Nonetheless, despite what looks like grounds for strong selection against it, bipedalism has continued. This suggests strong adaptive significance for the behaviour & related physical adaptations, and students will be familiar with many suggestions here: the ability to carry & use tools, to carry food, to dissipate heat or spot predators, for example. Thus by 3mya, skeletal material & fossil footprints tell us that Lucy (Australopithecus afarensis) was standing and walking a lot like us. But, the story is more complicated than this makes it sound. At the same time that Lucy was alive, the structure of the “Burtele foot” shows us that another hominin species was walking in a different way from her.
Come forward in time to 2mya & the earliest Homo erectus. From the neck down their skeletons are modern – they walked as we do. But Australopithecus sediba – alive at the same time – was a hyper-pronator, with a really marked roll in each step from the outside of the heel to the big toe; quite a distinctive difference. This species also had characteristics suggesting it spent quite a bit of time in the trees, and so its musculo-skeletal system was probably the result of a trade-off (in evolutionary terms) between the two modes of locomotion.

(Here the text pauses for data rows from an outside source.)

//! Datatypes shared by digraphs and graphs: exact values, the valuation domain, and keyed actions.
pub mod actions;
pub mod decimal;
pub mod domain;

pub use actions::{Action, ActionContainer, ActionMeta, KeyOrder, PrintableChoice};
pub use decimal::Decimal;
pub use domain::ValuationDomain;
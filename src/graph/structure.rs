/*!
Recognition of comparability, interval, and permutation graphs.

Edges are oriented class by class following Golumbic's Γ-forcing: orienting `(i, j)` forces
`(i, m)` for every `m` adjacent to `i` but not to `j`, and `(m, j)` for every `m` adjacent to `j`
but not to `i`. Edges of earlier classes count as absent. A graph is a comparability graph iff no
forced orientation ever contradicts an earlier one of the same class.
*/
use super::Graph;
use crate::{algebra::Fusion, datatypes::Decimal, digraph::Digraph};

const UNORIENTED: i64 = i64::MAX;

/// Signed implication class labels of the ordered vertex pairs.
///
/// `label(x, y) = k > 0` orients the edge `{x, y}` as `x → y` in class `k`, `-k` as `y → x`, and
/// `0` marks a missing edge.
#[derive(Debug, Clone, PartialEq, Eq)]
pub struct Orientation {
    labels: Vec<Vec<i64>>,
    classes: i64,
    comparability: bool,
}

impl Orientation {
    fn compute(graph: &Graph) -> Self {
        log::info!("[Start] edge orientation of {}", graph.name);
        let n = graph.order();
        let neighbours = graph.neighbours();
        let mut result = Self {
            labels: vec![vec![0; n]; n],
            classes: 0,
            comparability: true,
        };
        for (x, out) in neighbours.iter().enumerate() {
            for y in out.iter() {
                result.labels[x][y as usize] = UNORIENTED;
            }
        }
        let edges: Vec<(usize, usize)> = graph
            .edges()
            .filter(|&(_, value)| value > graph.domain.med())
            .map(|(edge, _)| edge)
            .collect();
        for (i, j) in edges {
            if result.labels[i][j] != UNORIENTED {
                continue;
            }
            result.classes += 1;
            let k = result.classes;
            result.labels[i][j] = k;
            result.labels[j][i] = -k;
            result.explore(graph, (i, j));
        }
        log::info!(
            "[Done] {} implication classes, comparability: {}",
            result.classes,
            result.comparability
        );
        result
    }

    /// Edge absent from the current class's remaining graph.
    fn is_free(&self, x: usize, y: usize) -> bool {
        self.labels[x][y].abs() < self.classes
    }

    fn force(&mut self, from: usize, to: usize, stack: &mut Vec<(usize, usize)>) {
        let k = self.classes;
        let label = self.labels[from][to];
        if label == UNORIENTED {
            self.labels[from][to] = k;
            self.labels[to][from] = -k;
            stack.push((from, to));
        } else if label == -k {
            log::trace!("conflicting orientation of ({from}, {to}) in class {k}");
            self.labels[from][to] = k;
            self.comparability = false;
            stack.push((from, to));
        }
    }

    fn explore(&mut self, graph: &Graph, arc: (usize, usize)) {
        let neighbours = graph.neighbours();
        let mut stack = vec![arc];
        while let Some((i, j)) = stack.pop() {
            for m in neighbours[i].iter().map(|m| m as usize) {
                if !neighbours[j].contains(m as u32) || self.is_free(j, m) {
                    self.force(i, m, &mut stack);
                }
            }
            for m in neighbours[j].iter().map(|m| m as usize) {
                if !neighbours[i].contains(m as u32) || self.is_free(i, m) {
                    self.force(m, j, &mut stack);
                }
            }
        }
    }

    /// Label of the ordered pair `(x, y)`.
    pub fn label(&self, x: usize, y: usize) -> i64 {
        self.labels[x][y]
    }

    /// Number of implication classes.
    pub fn classes(&self) -> usize {
        self.classes as usize
    }

    /// Returns true if no forced orientation conflicted.
    pub fn is_transitive(&self) -> bool {
        self.comparability
    }
}

impl Graph {
    /// The implication class orientation of the edges, computed on first use after a mutation.
    pub fn orientation(&self) -> &Orientation {
        self.cache
            .orientation
            .get_or_init(|| Orientation::compute(self))
    }

    /// Returns true if the edges admit a transitive orientation.
    pub fn is_comparability_graph(&self) -> bool {
        self.orientation().is_transitive()
    }

    /// The transitively oriented digraph: oriented edges at `Max` resp. `Min`, missing edges at
    /// `Med`, and `Min` on the diagonal. `None` if the graph is no comparability graph.
    pub fn transitive_orientation(&self) -> Option<Digraph> {
        let orientation = self.orientation();
        if !orientation.is_transitive() {
            log::debug!("{} does not admit a transitive orientation", self.name);
            return None;
        }
        let n = self.order();
        let relation = (0..n)
            .map(|x| {
                (0..n)
                    .map(|y| match orientation.label(x, y) {
                        _ if x == y => self.domain.min(),
                        0 => self.domain.med(),
                        label if label > 0 => self.domain.max(),
                        _ => self.domain.min(),
                    })
                    .collect()
            })
            .collect();
        Some(Digraph::from_parts(
            format!("trans_oriented_{}", self.name),
            self.vertices.clone(),
            self.domain,
            relation,
        ))
    }

    /// Returns true if the graph is triangulated and its dual is a comparability graph.
    pub fn is_interval_graph(&self) -> bool {
        self.is_triangulated() && self.dual().is_comparability_graph()
    }

    /// Returns true if both the graph and its dual are comparability graphs.
    pub fn is_permutation_graph(&self) -> bool {
        self.is_comparability_graph() && self.dual().is_comparability_graph()
    }

    /// A permutation whose [permutation graph][Graph::from_permutation] is isomorphic to the graph.
    ///
    /// The transitive orientations of the graph and of its dual are fused into two linear
    /// orders, once with the graph orientation reversed; the permutation maps the ranks of the
    /// first order onto the second. `None` if the graph is no permutation graph.
    pub fn compute_permutation(&self) -> Option<Vec<usize>> {
        let oriented = self.transitive_orientation()?;
        let dual_oriented = self.dual().transitive_orientation()?;
        if oriented.transitivity_degree() < Decimal::ONE
            || dual_oriented.transitivity_degree() < Decimal::ONE
        {
            log::debug!("orientations of {} are not transitive", self.name);
            return None;
        }
        let first = oriented.fusion(&dual_oriented, Fusion::OMax).ok()?;
        let second = oriented.dual().fusion(&dual_oriented, Fusion::OMax).ok()?;
        let first = first.copeland_ranking().ranking;
        let second = second.copeland_ranking().ranking;
        log::debug!("linear orders {:?} and {:?}", first, second);
        let mut permutation = vec![0; self.order()];
        for (rank, key) in first.iter().enumerate() {
            let position = second.iter().position(|other| other == key)?;
            permutation[position] = rank + 1;
        }
        Some(permutation)
    }
}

And again, 0.25mya: Homo sapiens, H.naledi, & H.neanderthalensis all seem to have had somewhat different walks. H.naledi, with its small leg joints & flat feet, was definitely not a distance walker, but sapiens & the earlier erectus are/were capable of endurance running.
Thus (Jerry concluded), bipedalism is a mosaic feature, honed and shaped at different times in different species. Tl;dr: evolution is complicated.
¹ Dr DeSilva is a paleoanthropologist & an Associate Professor of Anthropology at Dartmouth College, USA. His studies of early human fossil foot bones have contributed to our understanding of the origins & evolution of upright walking in the human lineage.
² Jerry was asked about the impact of pelvis shape on childbirth. He responded that the changes in the hominin pelvis, which lowered our centre of mass, also altered the shape of the birth canal. While chimps give birth with the infant’s head facing forwards (which means it’s easy for the mother to “assist” at the birth), human babies’ heads & bodies rotate as they pass down the birth canal, facing first sideways & subsequently towards the back. The result is that mothers usually need someone to assist with the birth as they can’t easily guide the infant out themselves. Now, have another look at that image of pelvis structures, & you’ll see that Lucy’s was very similar to ours – this suggests that perhaps female A.afarensis mothers may have had others present at the birth of their babies: an intriguing insight into possible social behaviour in this species.
³ You could equally ask (& one of the audience did) why gorillas, chimps, & bonobos became knuckle-walkers, rather than retaining bipedalism. Jerry’s response was that big apes in trees would have major problems with falling; there’d be strong selection in favour of individuals with long arms, curved fingers, & a short lower back (all advantageous in an arboreal lifestyle). But if they subsequently started foraging on the ground (remember that adaptations for bipedalism are seen in fossils of animals that appear to have been largely arboreal), then those back, arm & hand features could really only accommodate knuckle-walking. And, as I’ve commented earlier, knuckle-walking has evolved at least twice, once in gorillas & once in chimps.